BRIN: Ekonomi RI 2026 Tumbuh 4,9-5,2 Persen, Terhambat Bencana-Naker
- Badan Riset dan Inovasi Nasional (BRIN) memperkirakan pertumbuhan ekonomi tahun depan akan tumbuh di kisaran 4,9-5,2 persen.
Proyeksi ini di bawah target pertumbuhan ekonomi yang dipatok pemerintah pada Anggaran Pendapatan dan Belanja Negara (APBN) 2026 sebesar 5,4 persen.
Peneliti Pusat Riset Ekonomi Makro dan Keuangan BRIN Pihri Buhaerah menjelaskan, pihaknya menilai pertumbuhan ekonomi nasional tahun depan berpotensi meningkat dan menurun dari tahun ini.
Namun, kalaupun meningkat tidak akan terlalu signifikan lantaran terdapat kebijakan pemangkasan anggaran yang membuat pemerintah pusat maupun daerah tidak siap mengerahkan strategi relokasi anggaran yang tepat.
"Jadi kami menganggap dengan skenario dari pesimis ke optimis kami kemudian memproyeksikan tahun 2026 di angka 4,9 sampai 5,2 persen," ujarnya dalam Seminar Economic Outlook 2026, dikutip dari YoTube BRIN Indonesia pada Senin (22/12/2025).
Tren PHK dan tingkat pengangguran
Di sisi lain, maraknya tren pemutusan hubungan kerja (PHK) sejam 2024 juga akan mempengaruhi pertumbuhan ekonomi tahun depan.

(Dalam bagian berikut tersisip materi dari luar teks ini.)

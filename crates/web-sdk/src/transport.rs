//! Delivery transport: ships serialized batches to the collector endpoint.
//!
//! Sends are fire-and-forget: the pipeline never awaits or inspects the
//! response. Transport-level failures are logged and counted, not retried.
//! In-flight sends are tracked so teardown can wait for them instead of
//! letting the host runtime abort them.

use std::time::Duration;

use async_trait::async_trait;
use parking_lot::Mutex;
use reqwest::Url;
use tokio::task::JoinHandle;
use tracing::{debug, error, warn};
use trackline_core::{TrackerError, TrackerResult};

/// Transmission primitive chosen for a batch.
#[derive(Debug, Clone, Copy, PartialEq, Eq)]
pub enum DeliveryMode {
    /// Standard request on a pooled keep-alive connection.
    KeepAlive,
    /// Non-blocking, unload-safe send; preferred while the page is hidden.
    Beacon,
}

impl DeliveryMode {
    pub fn as_str(&self) -> &'static str {
        match self {
            DeliveryMode::KeepAlive => "keepalive",
            DeliveryMode::Beacon => "beacon",
        }
    }
}

/// Outbound channel to the collector.
#[async_trait]
pub trait Transport: Send + Sync {
    /// Whether an unload-safe beacon-style primitive is available.
    fn supports_beacon(&self) -> bool {
        false
    }

    /// Start sending `payload`. Must not block on the network.
    fn send(&self, payload: serde_json::Value, mode: DeliveryMode);

    /// Wait, up to `deadline`, for sends still in flight. Called once while
    /// the host tears the pipeline down.
    async fn drain(&self, _deadline: Duration) {}
}

/// HTTP transport posting JSON to the collector endpoint.
///
/// Every send runs as its own task, tracked until it finishes so a host can
/// wait for it with [`Transport::drain`] while tearing down.
pub struct HttpTransport {
    client: reqwest::Client,
    endpoint: Url,
    beacon: bool,
    in_flight: Mutex<Vec<JoinHandle<()>>>,
}

impl HttpTransport {
    pub fn new(endpoint: Url, timeout: Duration, beacon: bool) -> TrackerResult<Self> {
        let client = reqwest::Client::builder()
            .timeout(timeout)
            .tcp_keepalive(Duration::from_secs(60))
            .pool_idle_timeout(Duration::from_secs(90))
            .build()
            .map_err(|e| TrackerError::Config(format!("failed to build HTTP client: {e}")))?;

        Ok(Self {
            client,
            endpoint,
            beacon,
            in_flight: Mutex::new(Vec::new()),
        })
    }

    /// Number of sends not yet finished.
    pub fn pending(&self) -> usize {
        let mut in_flight = self.in_flight.lock();
        in_flight.retain(|h| !h.is_finished());
        in_flight.len()
    }
}

#[async_trait]
impl Transport for HttpTransport {
    fn supports_beacon(&self) -> bool {
        self.beacon
    }

    fn send(&self, payload: serde_json::Value, mode: DeliveryMode) {
        let Ok(runtime) = tokio::runtime::Handle::try_current() else {
            metrics::counter!("tracker.delivery.failed").increment(1);
            error!("no async runtime available, batch dropped");
            return;
        };

        let request = self.client.post(self.endpoint.clone()).json(&payload);
        let endpoint = self.endpoint.clone();
        let handle = runtime.spawn(async move {
            match request.send().await {
                Ok(resp) if resp.status().is_success() => {
                    metrics::counter!("tracker.delivery.sent").increment(1);
                    debug!(status = %resp.status(), mode = mode.as_str(), "batch delivered");
                }
                Ok(resp) => {
                    metrics::counter!("tracker.delivery.failed").increment(1);
                    warn!(
                        status = %resp.status(),
                        endpoint = %endpoint,
                        mode = mode.as_str(),
                        "collector rejected batch"
                    );
                }
                Err(e) => {
                    metrics::counter!("tracker.delivery.failed").increment(1);
                    warn!(error = %e, endpoint = %endpoint, mode = mode.as_str(), "send failed");
                }
            }
        });

        let mut in_flight = self.in_flight.lock();
        in_flight.retain(|h| !h.is_finished());
        in_flight.push(handle);
    }

    async fn drain(&self, deadline: Duration) {
        let handles: Vec<JoinHandle<()>> = std::mem::take(&mut *self.in_flight.lock());
        if handles.is_empty() {
            return;
        }
        let count = handles.len();
        let wait = async {
            for handle in handles {
                if let Err(e) = handle.await {
                    warn!(error = %e, "send task failed");
                }
            }
        };
        if tokio::time::timeout(deadline, wait).await.is_err() {
            warn!(count, ?deadline, "gave up waiting for in-flight sends");
        } else {
            debug!(count, "in-flight sends drained");
        }
    }
}

/// In-memory transport that records every payload, for tests and dry runs.
#[derive(Default)]
pub struct CaptureTransport {
    beacon: bool,
    sent: Mutex<Vec<(serde_json::Value, DeliveryMode)>>,
}

impl CaptureTransport {
    pub fn new() -> Self {
        Self::default()
    }

    pub fn with_beacon(mut self, beacon: bool) -> Self {
        self.beacon = beacon;
        self
    }

    pub fn payloads(&self) -> Vec<serde_json::Value> {
        self.sent.lock().iter().map(|(p, _)| p.clone()).collect()
    }

    pub fn modes(&self) -> Vec<DeliveryMode> {
        self.sent.lock().iter().map(|(_, m)| *m).collect()
    }

    pub fn count(&self) -> usize {
        self.sent.lock().len()
    }
}

#[async_trait]
impl Transport for CaptureTransport {
    fn supports_beacon(&self) -> bool {
        self.beacon
    }

    fn send(&self, payload: serde_json::Value, mode: DeliveryMode) {
        self.sent.lock().push((payload, mode));
    }
}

Sebab meski data Badan Pusat Statistik (BPS) periode Agustus 2025 menunjukkan tingkat pengangguran turun 4.000 orang menjadi 7,46 juta orang. Namun tingkat setengah pengangguran mengalami kenaikan 0,04 juta orang menjadi 11,60 juta orang.
"Walaupun tingkat pengangguran di bawah 5 persen, tapi kalau kita gabungkan setengah pengangguran dan pengangguran terbuka itu angkanya angka pengangguran kita jadi 12 persen, itu menembus dua digit kalau seperti itu," ucapnya.
Menurutnya, pasar tenaga kerja Indonesia masih belum pulih sejak terpuruk saat pandemi Covid-19 pada 2020 lalu. Hal ini tercermin dari tingkat pengangguran dan tingkat pekerja informal yang meningkat.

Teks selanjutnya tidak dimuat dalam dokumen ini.